Efficient privacy-preserving Gaussian process via secure multi-party computation

Gaussian processes (GPs), known for their flexibility as non-parametric models, have been widely used in practice involving sensitive data (e.g., healthcare, finance) from multiple sources. With the challenge of data isolation and the need for high-performance models, how to jointly develop privacy-preserving GP for multiple parties has emerged as a crucial topic. In this paper, we propose a new privacy-preserving GP algorithm, namely PP-GP, which employs secret sharing (SS) techniques. Specifically, we introduce a new SS-based exponentiation operation (PP-Exp) through confusion correction and an SS-based matrix inversion operation (PP-MI) based on Cholesky decomposition. However, the advantages of the GP come with a great computational burden and space cost. To further enhance the efficiency, we propose an efficient split learning framework for privacy-preserving GP, named Split-GP, which demonstrably improves performance on large-scale data.
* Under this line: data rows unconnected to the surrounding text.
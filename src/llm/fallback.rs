use rand::rngs::StdRng;
use rand::seq::SliceRandom;

use crate::core::template::{fill, Bindings};
use crate::schema::npc::Persona;

const TAVERN_KEEPER: &[&str] = &[
    "想喝点什么吗？我们这儿有最好的麦酒。",
    "最近生意不太好啊，客人少了好多。",
    "想听个故事吗？我这儿可有不少奇闻异事。",
    "天气冷，来杯热酒暖暖身子吧。",
    "你看起来很疲惫，需要休息一下吗？",
];

const GUARD_CAPTAIN: &[&str] = &[
    "请出示你的通行证。",
    "最近城里不太平，晚上尽量不要外出。",
    "我们会保护市民的安全，请放心。",
    "有任何可疑情况，请立即报告。",
    "城门将在黄昏时分关闭，请留意时间。",
];

const MERCHANT: &[&str] = &[
    "看看吧，我这儿有最好的商品。",
    "需要买点什么吗？我的价格很公道。",
    "这个东西可是从远方运来的珍品。",
    "最近行情不太好，生意难做啊。",
    "要不要看看这个？很多人都喜欢呢。",
];

const GENERIC: &[&str] = &[
    "我是{name}，很高兴见到你。",
    "你好啊，有什么我可以帮忙的吗？",
    "关于这个地方，我知道不少事情。",
    "需要了解什么信息吗？",
    "今天天气不错，对吧？",
    "你从哪里来的？",
    "这个地方有很多秘密等着你发现。",
    "小心点，有些地方很危险。",
    "我在这里住了很久了。",
    "如果你需要帮助，可以来找我。",
];

/// Lines for `role`. Unrecognized roles, including 未知角色, use the generic table.
pub fn lines_for_role(role: &str) -> &'static [&'static str] {
    match role.trim() {
        "酒馆老板" => TAVERN_KEEPER,
        "卫兵队长" => GUARD_CAPTAIN,
        "商人" => MERCHANT,
        _ => GENERIC,
    }
}

/// A canned in-character line. Never empty.
pub fn fallback_reply(persona: &Persona, rng: &mut StdRng) -> String {
    let line = lines_for_role(&persona.role)
        .choose(rng)
        .copied()
        .unwrap_or(GENERIC[0]);
    let name = if persona.name.trim().is_empty() {
        "无名氏"
    } else {
        persona.name.as_str()
    };
    fill(line, &Bindings::new().with("name", name))
}

#[cfg(test)]
mod tests {
    use super::*;
    use rand::SeedableRng;

    #[test]
    fn role_tables() {
        assert!(lines_for_role("商人").contains(&"看看吧，我这儿有最好的商品。"));
        assert_eq!(lines_for_role("炼金术士").len(), 10);
        assert_eq!(lines_for_role("").len(), 10);
    }

    #[test]
    fn reply_is_from_role_table() {
        let mut rng = StdRng::seed_from_u64(11);
        let persona = Persona::new("赵大", "卫兵队长", "严肃", "简洁");
        for _ in 0..10 {
            let reply = fallback_reply(&persona, &mut rng);
            assert!(GUARD_CAPTAIN.contains(&reply.as_str()));
        }
    }

    #[test]
    fn generic_reply_names_the_npc() {
        let mut rng = StdRng::seed_from_u64(0);
        let persona = Persona::new("阿青", "药师", "中立", "标准");
        let replies: Vec<String> = (0..200).map(|_| fallback_reply(&persona, &mut rng)).collect();
        assert!(replies.iter().all(|r| !r.is_empty() && !r.contains('{')));
        assert!(replies.iter().any(|r| r == "我是阿青，很高兴见到你。"));
    }
}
We leave the private data-related and SMPC-hostile computations (i.e., random features) on data holders, and delegate the rest of SMPC-friendly computations (i.e., low-rank approximation, model construction, and prediction) to semi-honest servers. The resulting algorithm significantly reduces computational and communication costs compared to PP-GP, making it well-suited for application to large-scale datasets. We provide a theoretical analysis in terms of the correctness and security of the proposed SS-based operations. Extensive experiments show that our methods can achieve competitive performance and efficiency under the premise of preserving privacy.